To start, we need to import the necessary packages, define our model and trading inputs, and create helper functions for the algorithm. Packages like scikit-learn for data preprocessing and evaluation, Keras for LSTM and CNN deep learning models, and IB-insync for interacting with the Interactive Brokers TWS API will be utilized. We'll define inputs such as stock symbols, DataFrame timeframe, LSTM architecture inputs, CNN logic, IB timeframe loop, daily portfolio stop loss threshold, percent allocation, and stop loss and take profit thresholds. Additionally, we'll create helper functions for data manipulation, preprocessing, and retrieval.
Next, we'll build a Long-Short-Term Memory (LSTM) model, which is a type of recurrent neural network (RNN), for price prediction. LSTMs are well-suited for modeling time-based or sequence-based data. In the context of trading, our LSTM model will predict the price one day into the future. It will consider inputs such as open, high, low, close, volume, 20-day SMA, 50-day SMA, and 200-day SMA. Further development will involve additional feature engineering to enhance performance.
In this step, we'll build a Convolutional Neural Network (CNN) model to predict the probability of a price increase or decrease. CNNs are commonly used for analyzing visual images, but in trading, they can provide insights into price movements. The output of the CNN model will be a probability, indicating the likelihood of an up or down move in the next candlestick. During broker integration, we'll set up thresholds for trading based on this probability.
The next phase involves building a reinforcement learning trading agent that aims to maximize the Sharpe ratio. We'll leverage an open-source RL model developed by Teddy Koker and use gradient ascent to optimize the Sharpe ratio over a set of training data. The RL agent will generate a value between -1 and 1, representing the percentage by which our portfolio should buy or sell an asset. Positive values indicate a long trade, while negative values indicate a short trade. The goal is to create a strategy with a high Sharpe ratio when tested on out-of-sample data.
In the final step, we'll integrate our LSTM, CNN, and reinforcement learning models into a cohesive deep RL trading agent. This agent will incorporate the trading logic, including API connections, available balance retrieval from Interactive Brokers, position sizing calculations, and the definition of trading rules for both long and short trades. Once the strategy is initialized and executed, we'll deploy the algorithm in a simulated trading account at Interactive Brokers to evaluate its performance.

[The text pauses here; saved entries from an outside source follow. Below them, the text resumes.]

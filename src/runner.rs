use stacked_errors::Result;

use crate::{Command, CommandResult};

/// Runs the commands of a session. Everything that touches the container
/// runtime goes through here, so sessions can be driven by a scripted runner
/// in tests.
#[allow(async_fn_in_trait)]
pub trait ProcessRunner {
    /// Runs `command` to completion. An `Err` means the process could not be
    /// run at all, an unsuccessful exit is reported in the `CommandResult`.
    async fn run(&mut self, command: Command) -> Result<CommandResult>;
}

/// Runs commands as OS processes
#[derive(Debug, Default, Clone, Copy)]
pub struct OsRunner;

impl ProcessRunner for OsRunner {
    async fn run(&mut self, command: Command) -> Result<CommandResult> {
        command.run_to_completion().await
    }
}
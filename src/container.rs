use core::fmt;
use std::{fmt::Display, path::Path};

use uuid::Uuid;

use crate::{path_arg, Command};

pub const CONTAINER_NAME_PREFIX: &str = "local_test_";
const CONTAINER_SUFFIX_LEN: usize = 5;

// In-container paths
pub const CONTAINER_SETTINGS_PATH: &str = "/root/local_exec_settings.json";
pub const CONTAINER_VALUES_PATH: &str = "/root/local_exec_settings_values.json";
pub const CONTAINER_INPUT_PATH: &str = "/root/local_exec_input/";
pub const CONTAINER_OUTPUT_PATH: &str = "/root/local_exec_output/";
pub const CONTAINER_RESOURCES_PATH: &str = "/root/local_exec_resources/";

/// Shell used as the container entrypoint and for running the tool entrypoint
pub const CONTAINER_SHELL: &str = "/bin/bash";
/// The package the entrypoint imports the executor from, rewritten to its local
/// variant
pub const SDK_PACKAGE: &str = "qmenta.sdk";

/// The name of the container of one test session
#[derive(Debug, Clone, PartialEq, Eq, Hash)]
pub struct ContainerHandle {
    name: String,
}

impl ContainerHandle {
    /// `CONTAINER_NAME_PREFIX` followed by random uppercase letters
    pub fn generate() -> Self {
        Self::from_uuid(Uuid::new_v4())
    }

    /// Derives the random suffix from the bytes of `uuid`
    pub fn from_uuid(uuid: Uuid) -> Self {
        let mut name = CONTAINER_NAME_PREFIX.to_owned();
        name.extend(
            uuid.as_bytes()
                .iter()
                .take(CONTAINER_SUFFIX_LEN)
                .map(|byte| char::from(b'A' + (byte % 26))),
        );
        Self { name }
    }

    pub fn name(&self) -> &str {
        &self.name
    }
}

impl Display for ContainerHandle {
    fn fmt(&self, f: &mut fmt::Formatter<'_>) -> fmt::Result {
        f.write_str(&self.name)
    }
}

/// Builds the commands of the container runtime client. Only the argument
/// forms of the docker CLI are used, so podman and other compatible clients
/// work too.
#[derive(Debug, Clone, PartialEq, Eq)]
pub struct Client {
    program: String,
}

impl Client {
    /// `program` is split by whitespace like in [Command::new]
    pub fn new(program: impl AsRef<str>) -> Self {
        Self {
            program: program.as_ref().to_owned(),
        }
    }

    fn command(&self) -> Command {
        Command::new(&self.program)
    }

    /// `run -dit` with `/bin/bash` overriding the image entrypoint, so that the
    /// container idles until commands are executed in it
    pub fn run_detached(
        &self,
        container: &ContainerHandle,
        image: &str,
        inputs: &Path,
        outputs: &Path,
        volumes: &[String],
    ) -> Command {
        let mut command = self
            .command()
            .args(["run", "-dit", "-v"])
            .arg(format!("{}:{CONTAINER_INPUT_PATH}", path_arg(inputs)))
            .arg("-v")
            .arg(format!("{}:{CONTAINER_OUTPUT_PATH}", path_arg(outputs)));
        for volume in volumes {
            command = command.arg("-v").arg(volume);
        }
        command
            .arg(format!("--entrypoint={CONTAINER_SHELL}"))
            .arg(format!("--name={container}"))
            .arg(image)
    }

    /// Copies a local file or directory to `container_path`
    pub fn copy_into(
        &self,
        container: &ContainerHandle,
        local: &Path,
        container_path: &str,
    ) -> Command {
        self.command()
            .arg("cp")
            .arg(path_arg(local))
            .arg(format!("{container}:{container_path}"))
    }

    pub fn exec<I, S>(&self, container: &ContainerHandle, args: I) -> Command
    where
        I: IntoIterator<Item = S>,
        S: AsRef<str>,
    {
        self.command()
            .arg("exec")
            .arg(container.name())
            .args(args.into_iter().map(|s| s.as_ref().to_owned()))
    }

    /// Rewrites `SDK_PACKAGE` to its local variant in the entrypoint script,
    /// keeping a ".bak" of the original
    pub fn patch_entrypoint(&self, container: &ContainerHandle, entrypoint: &str) -> Command {
        let sed = format!(r"sed -i.bak 's/\<{SDK_PACKAGE}\>/&.local/' {entrypoint}");
        self.exec(container, [CONTAINER_SHELL, "-c", sed.as_str()])
    }

    pub fn stop(&self, container: &ContainerHandle) -> Command {
        self.command().arg("stop").arg(container.name())
    }

    pub fn remove(&self, container: &ContainerHandle) -> Command {
        self.command().arg("rm").arg(container.name())
    }

    /// Attaching hands over the terminal
    pub fn attach(&self, container: &ContainerHandle) -> Command {
        self.command()
            .arg("attach")
            .arg(container.name())
            .inherit_stdio(true)
    }
}
use core::fmt;
use std::{
    borrow::Cow,
    ffi::{OsStr, OsString},
    fmt::{Debug, Display},
    process::Stdio,
    sync::Arc,
};

use owo_colors::OwoColorize;
use stacked_errors::{bail_locationless, Result, StackableErr};
use tokio::{
    io::{AsyncBufReadExt, AsyncRead, AsyncWriteExt, BufReader},
    process,
    sync::Mutex,
    task::{self, JoinHandle},
};
use tracing::info;

use crate::next_terminal_color;

/// An OS Command, this is `tokio::process::Command` wrapped with the little
/// bit of helping functionality needed for driving a container runtime client.
#[derive(Clone, Default)]
pub struct Command {
    /// The program to run.
    pub program: OsString,
    /// All the arguments that will be passed to the program
    pub args: Vec<OsString>,
    /// If set, the unified command line is logged before the program starts
    pub echo: bool,
    /// Forward the combined stdout and stderr of the program to the stdout of
    /// this process while it is being recorded
    pub debug: bool,
    /// Hands the terminal to the program. The standard streams are inherited
    /// and nothing is recorded.
    pub inherit_stdio: bool,
}

impl Debug for Command {
    fn fmt(&self, f: &mut fmt::Formatter<'_>) -> fmt::Result {
        f.write_fmt(format_args!(
            "Command {{ program: {:?},",
            self.get_unified_command()
        ))?;
        if self.echo {
            f.write_str(" echo: true,")?;
        }
        if self.debug {
            f.write_str(" debug: true,")?;
        }
        if self.inherit_stdio {
            f.write_str(" inherit_stdio: true,")?;
        }
        f.write_str(" }")
    }
}

impl Command {
    /// Creates a `Command` that only sets the `program` and `args` and leaves
    /// other things as their default values. `program_with_args` is separated
    /// by whitespace, the first part becomes the progam, and the the others
    /// are inserted as args.
    ///
    /// In case an argument has spaces, it should be added with [Command::arg]
    /// as an unbroken `&str`.
    pub fn new(program_with_args: impl AsRef<str>) -> Self {
        let mut parts = program_with_args.as_ref().split_whitespace();
        let program = parts.next().unwrap_or_default();
        Self {
            program: program.into(),
            args: parts.map(OsString::from).collect(),
            ..Default::default()
        }
    }

    /// Adds an argument
    pub fn arg(mut self, arg: impl AsRef<OsStr>) -> Self {
        self.args.push(arg.as_ref().into());
        self
    }

    /// Adds arguments to be passed to the program
    pub fn args<I, S>(mut self, args: I) -> Self
    where
        I: IntoIterator<Item = S>,
        S: AsRef<OsStr>,
    {
        self.args.extend(args.into_iter().map(|s| s.as_ref().into()));
        self
    }

    /// Sets `echo`
    pub fn echo(mut self, echo: bool) -> Self {
        self.echo = echo;
        self
    }

    /// Sets `debug`
    pub fn debug(mut self, debug: bool) -> Self {
        self.debug = debug;
        self
    }

    /// Sets `inherit_stdio`
    pub fn inherit_stdio(mut self, inherit_stdio: bool) -> Self {
        self.inherit_stdio = inherit_stdio;
        self
    }

    /// Gets the program and args interspersed with spaces
    pub fn get_unified_command(&self) -> String {
        let mut command = self.program.to_string_lossy().into_owned();
        for arg in &self.args {
            command.push(' ');
            command.push_str(&arg.to_string_lossy());
        }
        command
    }

    /// Runs the command and waits for it to exit. The returned error is only
    /// for failures to spawn or wait on the process, the exit code has to be
    /// checked on the `CommandResult`.
    pub async fn run_to_completion(self) -> Result<CommandResult> {
        if self.echo {
            info!("{}", self.get_unified_command());
        }
        let mut cmd = process::Command::new(&self.program);
        cmd.args(&self.args).kill_on_drop(true);
        if self.inherit_stdio {
            let status = cmd
                .stdin(Stdio::inherit())
                .stdout(Stdio::inherit())
                .stderr(Stdio::inherit())
                .status()
                .await
                .stack_err_with_locationless(|| {
                    format!("{self:?}.run_to_completion() -> failed to run child process")
                })?;
            return Ok(CommandResult {
                command: self,
                exit_code: status.code(),
                output: vec![],
            })
        }
        let mut child = cmd
            .stdin(Stdio::null())
            .stdout(Stdio::piped())
            .stderr(Stdio::piped())
            .spawn()
            .stack_err_with_locationless(|| {
                format!("{self:?}.run_to_completion() -> failed to spawn child process")
            })?;
        let prefix = if self.debug {
            let program_name = self.program.to_string_lossy();
            let child_id = child.id().unwrap_or_default();
            Some(
                format!("{program_name} {child_id} | ")
                    .color(next_terminal_color())
                    .to_string(),
            )
        } else {
            None
        };
        // stdout and stderr go into the same record in the order lines arrive
        let record = Arc::new(Mutex::new(Vec::<u8>::new()));
        let mut handles: Vec<JoinHandle<Result<()>>> = vec![];
        if let Some(stdout) = child.stdout.take() {
            handles.push(task::spawn(recorder(
                BufReader::new(stdout),
                Arc::clone(&record),
                prefix.clone(),
            )));
        }
        if let Some(stderr) = child.stderr.take() {
            handles.push(task::spawn(recorder(
                BufReader::new(stderr),
                Arc::clone(&record),
                prefix,
            )));
        }
        let status = child.wait().await.stack_err_with_locationless(|| {
            format!("{self:?}.run_to_completion() -> failed to wait on child process")
        })?;
        for handle in handles {
            handle
                .await
                .stack_err_locationless("Command::run_to_completion -> recorder task panicked")?
                .stack_err_locationless("Command::run_to_completion -> recorder failed")?;
        }
        let output = record.lock().await.clone();
        Ok(CommandResult {
            command: self,
            exit_code: status.code(),
            output,
        })
    }
}

/// Copies lines from `reader` into `record`, and to stdout when a `prefix` is
/// set
async fn recorder<R: AsyncRead + Unpin>(
    reader: BufReader<R>,
    record: Arc<Mutex<Vec<u8>>>,
    prefix: Option<String>,
) -> Result<()> {
    let mut lines = reader.split(b'\n');
    let mut stdout = tokio::io::stdout();
    while let Some(mut line) = lines.next_segment().await.stack()? {
        line.push(b'\n');
        record.lock().await.extend_from_slice(&line);
        if let Some(prefix) = &prefix {
            // one write per line so that the two streams do not tear lines
            let mut forwarded = prefix.as_bytes().to_vec();
            forwarded.extend_from_slice(&line);
            stdout.write_all(&forwarded).await.stack()?;
            stdout.flush().await.stack()?;
        }
    }
    Ok(())
}

#[must_use]
#[derive(Clone)]
pub struct CommandResult {
    // this information is kept around for failures
    pub command: Command,
    /// `None` if the process was terminated by a signal
    pub exit_code: Option<i32>,
    /// The combined stdout and stderr
    pub output: Vec<u8>,
}

impl Debug for CommandResult {
    fn fmt(&self, f: &mut fmt::Formatter<'_>) -> fmt::Result {
        f.debug_struct("CommandResult")
            .field("command", &self.command)
            .field("exit_code", &self.exit_code)
            .field("output", &self.output_as_utf8_lossy())
            .finish()
    }
}

impl Display for CommandResult {
    fn fmt(&self, f: &mut fmt::Formatter<'_>) -> fmt::Result {
        f.write_fmt(format_args!("{:#?}", self))
    }
}

impl CommandResult {
    /// Returns if the command exited with a zero exit code
    pub fn successful(&self) -> bool {
        self.exit_code == Some(0)
    }

    /// Returns a formatted error with relevant information if the command was
    /// not successful
    pub fn assert_success(&self) -> Result<()> {
        match self.exit_code {
            Some(0) => Ok(()),
            Some(_) => bail_locationless!("{self:#?}.assert_success() -> unsuccessful"),
            None => bail_locationless!(
                "{self:#?}.assert_success() -> terminated by a signal before completion"
            ),
        }
    }

    /// Returns `String::from_utf8_lossy(&self.output)`
    pub fn output_as_utf8_lossy(&self) -> Cow<str> {
        String::from_utf8_lossy(&self.output)
    }
}
//! Generic settings documents for when the caller does not provide them

use std::path::{Path, PathBuf};

use serde::{Deserialize, Serialize};
use stacked_errors::{Result, StackableErr};
use tokio::fs;
use tracing::info;

use crate::{acquire_file_path, TestConfig};

pub const GENERATED_SETTINGS_FILE: &str = "generic_settings.json";
pub const GENERATED_VALUES_FILE: &str = "generic_values.json";
/// Subfolder of the input folder whose files are listed in generated values
pub const INPUT_SUBFOLDER: &str = "input";

/// One input group descriptor of a settings document
#[derive(Debug, Clone, PartialEq, Eq, Serialize, Deserialize)]
pub struct InputGroup {
    #[serde(rename = "type")]
    pub kind: String,
    pub title: String,
    pub id: String,
    pub mandatory: u8,
    pub batch: u8,
    pub file_filter: String,
    pub in_filter: Vec<String>,
    pub out_filter: Vec<String>,
    pub anchor: u8,
}

impl InputGroup {
    /// The mandatory, batch enabled container that the generated values refer
    /// to
    pub fn example_container() -> Self {
        Self {
            kind: "container".to_owned(),
            title: "Example Container".to_owned(),
            id: INPUT_SUBFOLDER.to_owned(),
            mandatory: 1,
            batch: 1,
            file_filter: "c_files[1,*]<'', [], '.*'>".to_owned(),
            in_filter: vec!["mri_brain_data".to_owned()],
            out_filter: vec![],
            anchor: 1,
        }
    }
}

#[derive(Debug, Clone, PartialEq, Eq, Serialize, Deserialize)]
pub struct InputFile {
    pub path: String,
}

/// The values document, keyed by the id of the input group
#[derive(Debug, Clone, PartialEq, Eq, Serialize, Deserialize)]
pub struct SettingsValues {
    pub input: Vec<InputFile>,
}

/// The settings documents that get copied into the container
#[derive(Debug, Clone, PartialEq, Eq)]
pub struct ResolvedDocuments {
    pub settings: PathBuf,
    pub values: PathBuf,
}

/// Writes the generic settings document into `generated_dir`
pub async fn write_default_settings(generated_dir: &Path) -> Result<PathBuf> {
    let path = generated_dir.join(GENERATED_SETTINGS_FILE);
    let contents = serde_json::to_string_pretty(&[InputGroup::example_container()]).stack()?;
    fs::write(&path, contents)
        .await
        .stack_err_with(|| format!("write_default_settings -> could not write {path:?}"))?;
    Ok(path)
}

/// Lists the names of the non-directory entries directly in the input
/// subfolder of `inputs`, sorted
pub async fn list_input_files(inputs: &Path) -> Result<Vec<String>> {
    let input_dir = inputs.join(INPUT_SUBFOLDER);
    let mut entries = fs::read_dir(&input_dir)
        .await
        .stack_err_with(|| format!("list_input_files -> could not read {input_dir:?}"))?;
    let mut names = vec![];
    while let Some(entry) = entries.next_entry().await.stack()? {
        // follows symlinks, broken links count as files
        let is_dir = fs::metadata(entry.path())
            .await
            .map(|metadata| metadata.is_dir())
            .unwrap_or(false);
        if !is_dir {
            names.push(entry.file_name().to_string_lossy().into_owned());
        }
    }
    names.sort();
    Ok(names)
}

/// Writes a values document listing every input file into `generated_dir`
pub async fn write_default_values(inputs: &Path, generated_dir: &Path) -> Result<PathBuf> {
    let values = SettingsValues {
        input: list_input_files(inputs)
            .await
            .stack_err("write_default_values")?
            .into_iter()
            .map(|path| InputFile { path })
            .collect(),
    };
    let path = generated_dir.join(GENERATED_VALUES_FILE);
    let contents = serde_json::to_string_pretty(&values).stack()?;
    fs::write(&path, contents)
        .await
        .stack_err_with(|| format!("write_default_values -> could not write {path:?}"))?;
    Ok(path)
}

/// Uses the documents from `config` when given, generating the missing ones.
/// `inputs` should be the validated input folder.
pub async fn resolve_documents(config: &TestConfig, inputs: &Path) -> Result<ResolvedDocuments> {
    let settings = match &config.settings {
        Some(settings) => settings.clone(),
        None => {
            let path = write_default_settings(&config.generated_dir).await?;
            info!("Using generated settings {path:?}");
            path
        }
    };
    let values = match &config.values {
        Some(values) => values.clone(),
        None => {
            let path = write_default_values(inputs, &config.generated_dir).await?;
            info!("Using generated settings values {path:?}");
            path
        }
    };
    Ok(ResolvedDocuments {
        settings: acquire_file_path(settings)
            .await
            .stack_err("resolve_documents -> settings")?,
        values: acquire_file_path(values)
            .await
            .stack_err("resolve_documents -> settings values")?,
    })
}

#[cfg(test)]
mod tests {
    use std::fs as std_fs;

    use super::*;

    #[tokio::test]
    async fn generated_settings() {
        let dir = tempfile::tempdir().unwrap();
        let path = write_default_settings(dir.path()).await.unwrap();
        let raw: serde_json::Value =
            serde_json::from_str(&std_fs::read_to_string(&path).unwrap()).unwrap();
        let groups = raw.as_array().unwrap();
        assert_eq!(groups.len(), 1);
        assert_eq!(groups[0]["type"], "container");
        assert_eq!(groups[0]["mandatory"], 1);
        assert_eq!(groups[0]["batch"], 1);
        assert_eq!(groups[0]["anchor"], 1);
        assert_eq!(groups[0]["in_filter"][0], "mri_brain_data");
    }

    #[tokio::test]
    async fn generated_values_skip_directories() {
        let inputs = tempfile::tempdir().unwrap();
        let input_dir = inputs.path().join(INPUT_SUBFOLDER);
        std_fs::create_dir(&input_dir).unwrap();
        std_fs::write(input_dir.join("b.nii"), "").unwrap();
        std_fs::write(input_dir.join("a.nii"), "").unwrap();
        std_fs::create_dir(input_dir.join("nested")).unwrap();
        std_fs::write(input_dir.join("nested").join("deep.nii"), "").unwrap();

        let out = tempfile::tempdir().unwrap();
        let path = write_default_values(inputs.path(), out.path()).await.unwrap();
        let values: SettingsValues =
            serde_json::from_str(&std_fs::read_to_string(path).unwrap()).unwrap();
        assert_eq!(values.input, vec![
            InputFile {
                path: "a.nii".to_owned()
            },
            InputFile {
                path: "b.nii".to_owned()
            },
        ]);
    }

    #[tokio::test]
    async fn missing_input_subfolder() {
        let inputs = tempfile::tempdir().unwrap();
        assert!(list_input_files(inputs.path()).await.is_err());
    }

    #[tokio::test]
    async fn supplied_documents_are_kept() {
        let dir = tempfile::tempdir().unwrap();
        let settings = dir.path().join("s.json");
        let values = dir.path().join("v.json");
        std_fs::write(&settings, "[]").unwrap();
        std_fs::write(&values, "{}").unwrap();
        let config = TestConfig::new("img", dir.path(), dir.path())
            .settings(Some(settings))
            .values(Some(values))
            .generated_dir(dir.path());
        let documents = resolve_documents(&config, dir.path()).await.unwrap();
        assert!(documents.settings.ends_with("s.json"));
        assert!(documents.values.ends_with("v.json"));
        assert!(!dir.path().join(GENERATED_SETTINGS_FILE).exists());
    }
}
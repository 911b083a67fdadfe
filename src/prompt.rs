use std::io::{BufRead, Write};

use stacked_errors::{bail, Result, StackableErr};

/// A parsed answer to a yes/no question
#[derive(Debug, Clone, Copy, PartialEq, Eq)]
pub enum Answer {
    Yes,
    No,
    Invalid,
}

/// Accepts "yes"/"y" and "no"/"n" case insensitively, ignoring surrounding
/// whitespace
///
/// ```
/// use tool_tester::{parse_yes_no, Answer};
///
/// assert_eq!(parse_yes_no("Y"), Answer::Yes);
/// assert_eq!(parse_yes_no(" no\n"), Answer::No);
/// assert_eq!(parse_yes_no("yep"), Answer::Invalid);
/// ```
pub fn parse_yes_no(token: &str) -> Answer {
    match token.trim().to_lowercase().as_str() {
        "yes" | "y" => Answer::Yes,
        "no" | "n" => Answer::No,
        _ => Answer::Invalid,
    }
}

/// Asks yes/no questions on a line based input and output. When
/// `non_interactive` is set every question is answered with yes without
/// touching the input or output.
#[derive(Debug)]
pub struct Prompter<R, W> {
    input: R,
    output: W,
    non_interactive: bool,
}

impl<R: BufRead, W: Write> Prompter<R, W> {
    pub fn new(input: R, output: W, non_interactive: bool) -> Self {
        Self {
            input,
            output,
            non_interactive,
        }
    }

    pub fn non_interactive(&self) -> bool {
        self.non_interactive
    }

    /// Asks `question` until a yes or no is given. Invalid answers re-prompt
    /// without limit, closed input is an error.
    pub fn confirm(&mut self, question: &str) -> Result<bool> {
        if self.non_interactive {
            return Ok(true)
        }
        loop {
            writeln!(self.output, "{question} (Y/N)").stack()?;
            self.output.flush().stack()?;
            let mut line = String::new();
            let read = self
                .input
                .read_line(&mut line)
                .stack_err("Prompter::confirm -> failed to read an answer")?;
            if read == 0 {
                bail!("Prompter::confirm -> input was closed while asking \"{question}\"")
            }
            match parse_yes_no(&line) {
                Answer::Yes => return Ok(true),
                Answer::No => return Ok(false),
                Answer::Invalid => (),
            }
        }
    }

    /// Returns the writer, mostly useful for looking at what was asked
    pub fn into_output(self) -> W {
        self.output
    }
}

#[cfg(test)]
mod tests {
    use std::io::Cursor;

    use super::*;

    #[test]
    fn yes_no_vocabulary() {
        for token in ["y", "Y", "yes", "YES", "Yes", " y \n"] {
            assert_eq!(parse_yes_no(token), Answer::Yes, "{token:?}");
        }
        for token in ["n", "N", "no", "NO", "nO\r\n"] {
            assert_eq!(parse_yes_no(token), Answer::No, "{token:?}");
        }
        for token in ["", "ye", "yess", "nope", "0", "1", "y n"] {
            assert_eq!(parse_yes_no(token), Answer::Invalid, "{token:?}");
        }
    }

    #[test]
    fn reprompts_until_valid() {
        let mut prompter =
            Prompter::new(Cursor::new("what\n\nmaybe\nN\n"), Vec::<u8>::new(), false);
        assert!(!prompter.confirm("Continue?").unwrap());
        let asked = String::from_utf8(prompter.into_output()).unwrap();
        assert_eq!(asked.matches("Continue? (Y/N)\n").count(), 4);
    }

    #[test]
    fn closed_input_is_an_error() {
        let mut prompter = Prompter::new(Cursor::new("bad\n"), Vec::<u8>::new(), false);
        assert!(prompter.confirm("Continue?").is_err());
    }

    #[test]
    fn non_interactive_never_asks() {
        let mut prompter = Prompter::new(Cursor::new(""), Vec::<u8>::new(), true);
        assert!(prompter.confirm("Continue?").unwrap());
        assert!(prompter.confirm("Really?").unwrap());
        assert!(prompter.into_output().is_empty());
    }
}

Embarking on a deep RL trading project provides valuable insights into the challenging world of financial markets and AI-driven trading algorithms. While the initial implementation may not result in an immediately profitable trading strategy, it lays the foundation for continuous improvement. Through model refinement, trading logic optimization, additional feature engineering, and ongoing development, the project holds the potential for growth and enhancement. By following this workflow, you can gain hands-on experience and build a solid foundation for exploring deep RL in the trading domain.